Records supplied
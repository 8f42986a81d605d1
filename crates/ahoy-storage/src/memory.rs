//! MemoryStore: concurrent in-process slots via DashMap.

use std::sync::Arc;

use dashmap::DashMap;

use ahoy_core::errors::StorageError;
use ahoy_core::KeyValueStore;

/// Thread-safe in-memory key-value store. Clones share the same map.
#[derive(Debug, Clone, Default)]
pub struct MemoryStore {
    slots: Arc<DashMap<String, Vec<u8>>>,
}

impl MemoryStore {
    pub fn new() -> Self {
        Self::default()
    }

    /// Number of stored slots.
    pub fn len(&self) -> usize {
        self.slots.len()
    }

    pub fn is_empty(&self) -> bool {
        self.slots.is_empty()
    }

    /// Drop every slot.
    pub fn clear(&self) {
        self.slots.clear();
    }
}

impl KeyValueStore for MemoryStore {
    fn get(&self, key: &str) -> Result<Option<Vec<u8>>, StorageError> {
        Ok(self.slots.get(key).map(|r| r.value().clone()))
    }

    fn set(&self, key: &str, value: &[u8]) -> Result<(), StorageError> {
        self.slots.insert(key.to_string(), value.to_vec());
        Ok(())
    }

    fn remove(&self, key: &str) -> Result<(), StorageError> {
        self.slots.remove(key);
        Ok(())
    }
}
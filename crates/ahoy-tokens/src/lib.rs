//! # ahoy-tokens
//!
//! Token lifecycle for the Ahoy client: a long-lived visitor token and a
//! short-lived visit token, each held in an expiring persisted slot.
//!
//! ## Modules
//!
//! - `slot`: `ExpiringSlot`, get-or-create-on-expiry over a key-value store
//! - `manager`: `TokenManager`, the default `TokenStore`
//! - `environment`: system clock, uuid generator, machine-id device provider
//! - `context`: `TrackingContext` bundling the injected providers

pub mod context;
pub mod environment;
pub mod manager;
pub mod slot;

pub use context::TrackingContext;
pub use environment::{MachineIdProvider, SystemClock, UuidGenerator};
pub use manager::TokenManager;
pub use slot::{ExpiringSlot, SlotEnvelope};
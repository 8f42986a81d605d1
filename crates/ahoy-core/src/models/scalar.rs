//! Closed scalar value type accepted inside visit params and event properties.

use std::collections::BTreeMap;
use std::fmt;

use chrono::{DateTime, Utc};
use serde::{Deserialize, Serialize};

use super::timestamp;

/// A caller-supplied property value.
///
/// Serializes to its natural JSON form. Non-finite floats serialize as `null`.
#[derive(Debug, Clone, PartialEq, Serialize, Deserialize)]
#[serde(untagged)]
pub enum ScalarValue {
    Boolean(bool),
    Integer(i64),
    Float(f64),
    String(String),
}

/// Property map. `BTreeMap` keeps keys in ascending order on the wire.
pub type Properties = BTreeMap<String, ScalarValue>;

impl ScalarValue {
    pub fn as_str(&self) -> Option<&str> {
        match self {
            ScalarValue::String(s) => Some(s),
            _ => None,
        }
    }

    pub fn as_i64(&self) -> Option<i64> {
        match self {
            ScalarValue::Integer(i) => Some(*i),
            _ => None,
        }
    }

    pub fn as_f64(&self) -> Option<f64> {
        match self {
            ScalarValue::Float(f) => Some(*f),
            ScalarValue::Integer(i) => Some(*i as f64),
            _ => None,
        }
    }

    pub fn as_bool(&self) -> Option<bool> {
        match self {
            ScalarValue::Boolean(b) => Some(*b),
            _ => None,
        }
    }
}

impl fmt::Display for ScalarValue {
    fn fmt(&self, f: &mut fmt::Formatter<'_>) -> fmt::Result {
        match self {
            ScalarValue::Boolean(b) => write!(f, "{b}"),
            ScalarValue::Integer(i) => write!(f, "{i}"),
            ScalarValue::Float(x) => write!(f, "{x}"),
            ScalarValue::String(s) => f.write_str(s),
        }
    }
}

impl From<&str> for ScalarValue {
    fn from(value: &str) -> Self {
        ScalarValue::String(value.to_string())
    }
}

impl From<String> for ScalarValue {
    fn from(value: String) -> Self {
        ScalarValue::String(value)
    }
}

impl From<bool> for ScalarValue {
    fn from(value: bool) -> Self {
        ScalarValue::Boolean(value)
    }
}

impl From<f64> for ScalarValue {
    fn from(value: f64) -> Self {
        ScalarValue::Float(value)
    }
}

impl From<f32> for ScalarValue {
    fn from(value: f32) -> Self {
        ScalarValue::Float(f64::from(value))
    }
}

macro_rules! impl_from_integer {
    ($($t:ty),*) => {
        $(
            impl From<$t> for ScalarValue {
                fn from(value: $t) -> Self {
                    ScalarValue::Integer(i64::from(value))
                }
            }
        )*
    };
}

impl_from_integer!(i8, i16, i32, i64, u8, u16, u32);

/// Dates travel as ISO-8601 strings.
impl From<DateTime<Utc>> for ScalarValue {
    fn from(value: DateTime<Utc>) -> Self {
        ScalarValue::String(timestamp::to_wire(&value))
    }
}
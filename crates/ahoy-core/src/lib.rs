//! # ahoy-core
//!
//! Foundation crate for the Ahoy tracking client.
//! Defines the visit/event model, collaborator traits, errors, config, and
//! constants. Every other crate in the workspace depends on this.

pub mod config;
pub mod constants;
pub mod errors;
pub mod models;
pub mod traits;
pub mod tracing;

// Re-export the most commonly used types at the crate root.
pub use crate::config::{AhoyConfig, ApplicationEnvironment};
pub use crate::errors::{AhoyError, AhoyResult};
pub use crate::models::{Event, Properties, ScalarValue, TokenPair, Visit};
pub use crate::traits::{
    Clock, DeviceIdProvider, Headers, HttpRequest, HttpResponse, IdGenerator, KeyValueStore,
    TokenStore, Transport,
};
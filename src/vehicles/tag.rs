use std::cell::OnceCell;

use scraper::ElementRef;

use crate::constants::VEHICLES_URL;
use crate::text_manipulators::{extract_text, find_by_class_substring, join_url};

const YEAR_AND_HAND_SEPARATOR: &str = " • ";

#[derive(Debug, Clone, PartialEq, Eq, thiserror::Error)]
pub enum TagError {
    #[error("listing has no '{0}' element")]
    MissingElement(&'static str),

    #[error("malformed year and hand text '{0}'")]
    MalformedYearAndHand(String),
}

/// One listing block of a category page.
///
/// Element lookups run once per field; absent elements read as `None`.
#[derive(Debug)]
pub struct VehicleTag<'a> {
    element: ElementRef<'a>,
    relative_link: OnceCell<Option<String>>,
    image_url: OnceCell<Option<String>>,
    model: OnceCell<Option<String>>,
    marketing_text: OnceCell<Option<String>>,
    year_and_hand_string: OnceCell<Option<String>>,
    price_string: OnceCell<Option<String>>,
}

impl<'a> VehicleTag<'a> {
    pub fn new(element: ElementRef<'a>) -> Self {
        Self {
            element,
            relative_link: OnceCell::new(),
            image_url: OnceCell::new(),
            model: OnceCell::new(),
            marketing_text: OnceCell::new(),
            year_and_hand_string: OnceCell::new(),
            price_string: OnceCell::new(),
        }
    }

    pub fn element(&self) -> ElementRef<'a> {
        self.element
    }

    pub fn relative_link(&self) -> Option<&str> {
        cached(&self.relative_link, || {
            self.attribute("a", "itemLink", "href")
        })
    }

    pub fn page_link(&self) -> Option<String> {
        self.relative_link()
            .map(|relative_link| join_url(VEHICLES_URL, relative_link))
    }

    pub fn image_url(&self) -> Option<&str> {
        cached(&self.image_url, || self.attribute("img", "image", "src"))
    }

    pub fn model(&self) -> Option<&str> {
        cached(&self.model, || self.text("span", "heading"))
    }

    pub fn marketing_text(&self) -> Option<&str> {
        cached(&self.marketing_text, || {
            self.text("span", "marketingText")
        })
    }

    pub fn year_and_hand_string(&self) -> Option<&str> {
        cached(&self.year_and_hand_string, || {
            self.text("span", "yearAndHand")
        })
    }

    pub fn price_string(&self) -> Option<&str> {
        cached(&self.price_string, || self.text("span", "price"))
    }

    pub fn year(&self) -> Result<u32, TagError> {
        let (year, _) = self.split_year_and_hand()?;
        year.trim()
            .parse()
            .map_err(|_| self.malformed_year_and_hand())
    }

    /// The owner count, `1` in `"2022 • יד 1"`.
    pub fn hand(&self) -> Result<u32, TagError> {
        let (_, hand_string) = self.split_year_and_hand()?;
        match hand_string.split_whitespace().collect::<Vec<_>>()[..] {
            [_, hand] => hand.parse().map_err(|_| self.malformed_year_and_hand()),
            _ => Err(self.malformed_year_and_hand()),
        }
    }

    /// `"217,500 ₪"` reads as `217500`; anything else as `None`.
    pub fn price(&self) -> Option<i64> {
        let mut parts = self.price_string()?.split_whitespace();
        let (Some(price), Some(_), None) = (parts.next(), parts.next(), parts.next()) else {
            return None;
        };
        price.replace(',', "").parse().ok()
    }

    fn split_year_and_hand(&self) -> Result<(&str, &str), TagError> {
        let text = self
            .year_and_hand_string()
            .ok_or(TagError::MissingElement("yearAndHand"))?;
        text.split_once(YEAR_AND_HAND_SEPARATOR)
            .ok_or_else(|| self.malformed_year_and_hand())
    }

    fn malformed_year_and_hand(&self) -> TagError {
        TagError::MalformedYearAndHand(self.year_and_hand_string().unwrap_or_default().to_string())
    }

    fn attribute(&self, tag_name: &str, class_substring: &str, attribute: &str) -> Option<String> {
        find_by_class_substring(self.element, tag_name, class_substring)?
            .value()
            .attr(attribute)
            .map(str::to_string)
    }

    fn text(&self, tag_name: &str, class_substring: &str) -> Option<String> {
        find_by_class_substring(self.element, tag_name, class_substring)
            .map(|element| extract_text(element).trim().to_string())
    }
}

fn cached<F>(cell: &OnceCell<Option<String>>, init: F) -> Option<&str>
where
    F: FnOnce() -> Option<String>,
{
    cell.get_or_init(init).as_deref()
}

#[cfg(test)]
mod tests {
    use scraper::Html;

    use super::*;
    use crate::text_manipulators::find_all_by_class_substring;

    const LISTING: &str = r#"
        <div class="feedItemBox_box__x1">
            <a class="feed-item-base_itemLink__y2" href="item/8gdn3p98?opened-from=feed">
                <img class="feed-item-image_image__z3" src="https://img.yad2.co.il/Pic/1.jpeg">
                <span class="feed-item-info_heading__a4"> ג'יפ קומפאס </span>
                <span class="feed-item-info_marketingText__b5">4X4 Sport</span>
                <span class="feed-item-info_yearAndHand__c6">2022 • יד 1</span>
                <span class="price_price__d7">217,500 ₪</span>
            </a>
        </div>
    "#;

    fn with_tags<F: FnOnce(Vec<VehicleTag>)>(html: &str, check: F) {
        let document = Html::parse_document(html);
        let tags = find_all_by_class_substring(document.root_element(), "div", "feedItemBox")
            .into_iter()
            .map(VehicleTag::new)
            .collect();
        check(tags);
    }

    #[test]
    fn reads_listing_fields() {
        with_tags(LISTING, |tags| {
            let tag = &tags[0];
            assert_eq!(tag.relative_link(), Some("item/8gdn3p98?opened-from=feed"));
            assert_eq!(
                tag.page_link().as_deref(),
                Some("https://www.yad2.co.il/vehicles/item/8gdn3p98?opened-from=feed")
            );
            assert_eq!(tag.image_url(), Some("https://img.yad2.co.il/Pic/1.jpeg"));
            assert_eq!(tag.model(), Some("ג'יפ קומפאס"));
            assert_eq!(tag.marketing_text(), Some("4X4 Sport"));
            assert_eq!(tag.year_and_hand_string(), Some("2022 • יד 1"));
            assert_eq!(tag.year(), Ok(2022));
            assert_eq!(tag.hand(), Ok(1));
            assert_eq!(tag.price(), Some(217500));
        });
    }

    #[test]
    fn missing_elements_read_as_none() {
        with_tags(r#"<div class="feedItemBox"><p>sold</p></div>"#, |tags| {
            let tag = &tags[0];
            assert_eq!(tag.relative_link(), None);
            assert_eq!(tag.page_link(), None);
            assert_eq!(tag.price(), None);
            assert_eq!(tag.year(), Err(TagError::MissingElement("yearAndHand")));
        });
    }

    #[test]
    fn malformed_texts() {
        let html = r#"<div class="feedItemBox">
            <span class="yearAndHand">2022</span>
            <span class="price">לא צוין מחיר</span>
        </div>"#;
        with_tags(html, |tags| {
            let tag = &tags[0];
            assert_eq!(
                tag.year(),
                Err(TagError::MalformedYearAndHand("2022".to_string()))
            );
            assert!(tag.hand().is_err());
            assert_eq!(tag.price(), None);
        });
    }
}
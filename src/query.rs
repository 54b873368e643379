use crate::requests::QueryParams;

pub type NumberRange = (i64, i64);

#[derive(Debug, Clone, Copy, PartialEq, Eq)]
pub enum OrderBy {
    Date = 1,
    PriceLowestToHighest = 3,
    PriceHighestToLowest = 4,
}

impl OrderBy {
    pub fn code(self) -> u8 {
        self as u8
    }
}

/// `"min-max"`, whichever order the bounds were given in.
pub fn format_number_range((a, b): NumberRange) -> String {
    format!("{}-{}", a.min(b), a.max(b))
}

#[derive(Debug, Clone, Default, PartialEq, Eq)]
pub struct QueryFilters {
    pub page: Option<u32>,
    pub order_by: Option<OrderBy>,
    pub price_range: Option<NumberRange>,
}

impl QueryFilters {
    pub fn is_empty(&self) -> bool {
        self.to_params().is_empty()
    }

    /// Query parameters for the set filters only.
    pub fn to_params(&self) -> QueryParams {
        let mut params = QueryParams::new();
        if let Some(page) = self.page {
            params.insert("page".to_string(), page.to_string());
        }
        if let Some(order_by) = self.order_by {
            params.insert("Order".to_string(), order_by.code().to_string());
        }
        if let Some(price_range) = self.price_range {
            params.insert("price".to_string(), format_number_range(price_range));
        }
        params
    }
}

#[cfg(test)]
mod tests {
    use super::*;

    #[test]
    fn filters_map_to_site_params() {
        let filters = QueryFilters {
            page: Some(1),
            order_by: Some(OrderBy::Date),
            price_range: Some((100, 200)),
        };
        let params = filters.to_params();
        assert_eq!(params["page"], "1");
        assert_eq!(params["Order"], "1");
        assert_eq!(params["price"], "100-200");
    }

    #[test]
    fn unset_filters_are_omitted() {
        let filters = QueryFilters {
            page: None,
            order_by: Some(OrderBy::PriceLowestToHighest),
            price_range: Some((50, 100)),
        };
        assert_eq!(
            filters.to_params(),
            QueryParams::from([
                ("Order".to_string(), "3".to_string()),
                ("price".to_string(), "50-100".to_string()),
            ])
        );
        assert!(QueryFilters::default().is_empty());
    }

    #[test]
    fn ranges_are_normalised() {
        assert_eq!(format_number_range((1, 10)), "1-10");
        assert_eq!(format_number_range((0, 0)), "0-0");
        assert_eq!(format_number_range((-5, 5)), "-5-5");
        assert_eq!(format_number_range((200, 100)), "100-200");
    }
}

Exercise aim
Which lines above include the string "Debug"? Show them.

Output of the exercise
#[derive(Debug, Clone, Default)]
#[derive(Debug, Clone, PartialEq, Serialize, Deserialize)]
#[derive(Debug, Clone, PartialEq, Eq, thiserror::Error)]
#[derive(Debug)]
#[derive(Debug, Clone, Copy, PartialEq, Eq)]
#[derive(Debug, Clone, Default, PartialEq, Eq)]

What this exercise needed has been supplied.